虫歯や歯周病に苦しんでいた証拠を発見
本研究の舞台となるのは、スウェーデン南部の港湾都市・イェーテボリにあるハズビー・クレフ(Huseby Klev)遺跡です。
この遺跡は1990年代に発掘され、これまでに約1850個の火打石断片と115個のガムが出土しています。
当時のガムはカバノキから得られた樹脂をかためて作られたものです。
その目的は今日のガムと同じようにクチャクチャ噛んで食感を楽しむ娯楽目的から、カバノキの薬効成分をもとにした医療目的、それから樹脂ガムを噛んで柔らかくし、石器を作るときの接着剤にしていたことが分かっています。
研究チームは今回の調査対象として歯形がよく残されている3つのガム遺物を選びました。
年代測定の結果、これら3つのガムは約9540〜9890年前のものであることが特定され、また歯のサイズや歯形の摩耗痕跡などから、ガムを噛んでいたのは12〜14歳の少年少女であると推定されています。
さらにチームは少年少女の口腔内の健康状態を明らかにするため、ガムから採取された微生物のDNA痕跡を分析し、それを現代人の口腔内に見られる微生物と比較。
同時にどんな微生物種、植物種、動物種のDNAが含まれているかをプロファイリングしました。
その結果、一般に虫歯の原因菌とされる「ソブリヌス菌(Streptococcus sobrinus)」や「パラスカルドビア・デンティコレンス(Parascardovia denticolens)」、そして歯周病と関連づけられる「トレポネーマ・デンティコラ(Treponema denticola)」「口腔連鎖球菌(Streptococcus anginosus)」「スラッキア・エキシグア(Slackia exigua)」などが確認されたのです。

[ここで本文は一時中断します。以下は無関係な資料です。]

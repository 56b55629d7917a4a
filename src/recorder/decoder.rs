//! AIS Envelope Decoder
//!
//! Turns one raw stream message into a [`PositionRecord`]. Only the
//! `MetaData` object of the envelope is consumed:
//!
//! ```json
//! {"MessageType": "PositionReport",
//!  "MetaData": {"MMSI": 259000420, "ShipName": "NORDKAPP",
//!               "latitude": 59.91, "longitude": 10.74,
//!               "time_utc": "2024-01-15 10:59:58.123456789 +0000 UTC"},
//!  "Message": {...}}
//! ```
//!
//! # Timestamp normalization
//!
//! `time_utc` must be exactly four space-separated tokens. The last three
//! characters of the time token are dropped before the tokens are reparsed,
//! so a nanosecond fraction is cut down to microseconds and a microsecond
//! fraction to milliseconds. What remains must carry between one and six
//! fractional digits.

use chrono::{DateTime, Utc};
use serde::de::{self, Deserializer};
use serde::Deserialize;
use std::fmt;

use crate::models::{Mmsi, PositionRecord};

const TIMESTAMP_FORMAT: &str = "%Y-%m-%d %H:%M:%S%.f %z";
const MAX_FRACTION_DIGITS: usize = 6;

#[derive(Debug, Deserialize)]
struct Envelope {
    #[serde(rename = "MetaData")]
    meta_data: MetaData,
}

#[derive(Debug, Deserialize)]
struct MetaData {
    #[serde(rename = "MMSI")]
    mmsi: Mmsi,
    #[serde(rename = "ShipName")]
    ship_name: String,
    #[serde(deserialize_with = "coerce_f64")]
    latitude: f64,
    #[serde(deserialize_with = "coerce_f64")]
    longitude: f64,
    time_utc: String,
}

/// Decode a message using the current wall clock as `ingested_at`.
pub fn decode(bytes: &[u8]) -> Result<PositionRecord, DecodeError> {
    decode_at(bytes, Utc::now())
}

/// Decode a message with an explicit ingestion instant.
pub fn decode_at(bytes: &[u8], ingested_at: DateTime<Utc>) -> Result<PositionRecord, DecodeError> {
    let text = std::str::from_utf8(bytes).map_err(DecodeError::InvalidUtf8)?;

    let envelope: Envelope = serde_json::from_str(text).map_err(DecodeError::from_json)?;
    let MetaData {
        mmsi,
        ship_name,
        latitude,
        longitude,
        time_utc,
    } = envelope.meta_data;

    let timestamp = normalize_timestamp(&time_utc)?;

    Ok(PositionRecord::new(
        mmsi,
        ship_name,
        latitude,
        longitude,
        timestamp,
        ingested_at,
    ))
}

/// Parse `"<date> <time.fraction> <±offset> UTC"` after dropping the last three
/// characters of the time token.
pub fn normalize_timestamp(raw: &str) -> Result<DateTime<Utc>, DecodeError> {
    let invalid = |reason: &'static str| DecodeError::InvalidTimestamp {
        raw: raw.to_string(),
        reason,
    };

    let tokens: Vec<&str> = raw.split(' ').collect();
    let [date, time, offset, marker] = tokens.as_slice() else {
        return Err(invalid("expected four space-separated tokens"));
    };
    if *marker != "UTC" {
        return Err(invalid("missing trailing UTC marker"));
    }

    let cut = time
        .char_indices()
        .rev()
        .nth(2)
        .map(|(idx, _)| idx)
        .ok_or_else(|| invalid("time token too short"))?;
    let truncated = &time[..cut];

    let (_, fraction) = truncated
        .split_once('.')
        .ok_or_else(|| invalid("time token has no fractional seconds"))?;
    if fraction.is_empty()
        || fraction.len() > MAX_FRACTION_DIGITS
        || !fraction.bytes().all(|b| b.is_ascii_digit())
    {
        return Err(invalid("fractional seconds must be 1 to 6 digits after truncation"));
    }

    let reassembled = format!("{} {} {}", date, truncated, offset);
    DateTime::parse_from_str(&reassembled, TIMESTAMP_FORMAT)
        .map(|dt| dt.with_timezone(&Utc))
        .map_err(|_| invalid("does not match YYYY-MM-DD HH:MM:SS.ffffff +ZZZZ UTC"))
}

/// Accept a JSON number, a numeric string or a boolean as `f64`.
fn coerce_f64<'de, D>(deserializer: D) -> Result<f64, D::Error>
where
    D: Deserializer<'de>,
{
    #[derive(Deserialize)]
    #[serde(untagged)]
    enum Scalar {
        Number(f64),
        Text(String),
        Flag(bool),
    }

    match Scalar::deserialize(deserializer)? {
        Scalar::Number(v) => Ok(v),
        Scalar::Text(s) => s
            .trim()
            .parse::<f64>()
            .map_err(|_| de::Error::custom(format!("could not convert string to float: {s:?}"))),
        Scalar::Flag(b) => Ok(if b { 1.0 } else { 0.0 }),
    }
}

/// Errors from decoding a single stream message.
#[derive(Debug)]
pub enum DecodeError {
    InvalidUtf8(std::str::Utf8Error),
    /// Not parseable as JSON at all (syntax error or truncated input).
    MalformedJson(serde_json::Error),
    /// Valid JSON, but `MetaData` or one of its fields is missing or mistyped.
    InvalidEnvelope(serde_json::Error),
    InvalidTimestamp { raw: String, reason: &'static str },
}

impl DecodeError {
    fn from_json(e: serde_json::Error) -> Self {
        match e.classify() {
            serde_json::error::Category::Data => Self::InvalidEnvelope(e),
            _ => Self::MalformedJson(e),
        }
    }
}

impl fmt::Display for DecodeError {
    fn fmt(&self, f: &mut fmt::Formatter<'_>) -> fmt::Result {
        match self {
            Self::InvalidUtf8(e) => write!(f, "message is not valid UTF-8: {}", e),
            Self::MalformedJson(e) => write!(f, "malformed JSON message: {}", e),
            Self::InvalidEnvelope(e) => write!(f, "invalid position envelope: {}", e),
            Self::InvalidTimestamp { raw, reason } => {
                write!(f, "invalid time_utc {:?}: {}", raw, reason)
            }
        }
    }
}

impl std::error::Error for DecodeError {
    fn source(&self) -> Option<&(dyn std::error::Error + 'static)> {
        match self {
            Self::InvalidUtf8(e) => Some(e),
            Self::MalformedJson(e) | Self::InvalidEnvelope(e) => Some(e),
            Self::InvalidTimestamp { .. } => None,
        }
    }
}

チームはガムに見られる細菌の存在量がかなり多いことから、機械学習モデルを用いて、少年少女が属していた狩猟採集グループの70~80%の人々が歯周病に罹患していた可能性があると推定しました。
当時の人々にとって口腔内の問題はなかなか深刻だったと見られます。
何でも歯で噛んでしまうことが原因?
その一方で、当時の人々はかなり多様な食材を口にしていたことも判明しました。
例えば、ヘーゼルナッツやリンゴ、ヤドリギなどの植物から、マガモ、キンクロハジロ、ヨーロッパコマドリなどの鳥類、ブラウントラウトやセイヨウカサガイといった魚介類のDNAが見つかっています。
またガムから採取されたDNAの中には、シカやアカギツネ、ハイイロオオカミなど哺乳類の痕跡もありました。
その一部は食肉として消費されたと考えられますが、キツネやオオカミに関しては、その毛皮をのちに繊維品として利用するために、歯でガジガジ噛んでなめしていた可能性があると指摘されています。
本研究の成果は、約1万年前の中石器時代におけるスカンディナヴィアの人々が予期されていた以上に、口腔内が不健康だったことを浮き彫りにするものです。
このように高度な文明が発達する以前の狩猟採集社会では、食材を切ったり、引き裂いたり、加工するための便利な道具に乏しく、歯を用いる機会が非常に多かったと予想できます。
当時の人々は歯を色々な用途に使っていたせいで、虫歯や歯周病の原因となるような細菌と接触するリスクが増大しやすかったのだろうと研究者らは指摘しました。
1万年前のティーンエイジャーは食後に口内をスッキリさせたり、歯をできるだけ健康に保つために、カバノキ樹脂のチューイングガムを噛んでいたのかもしれません。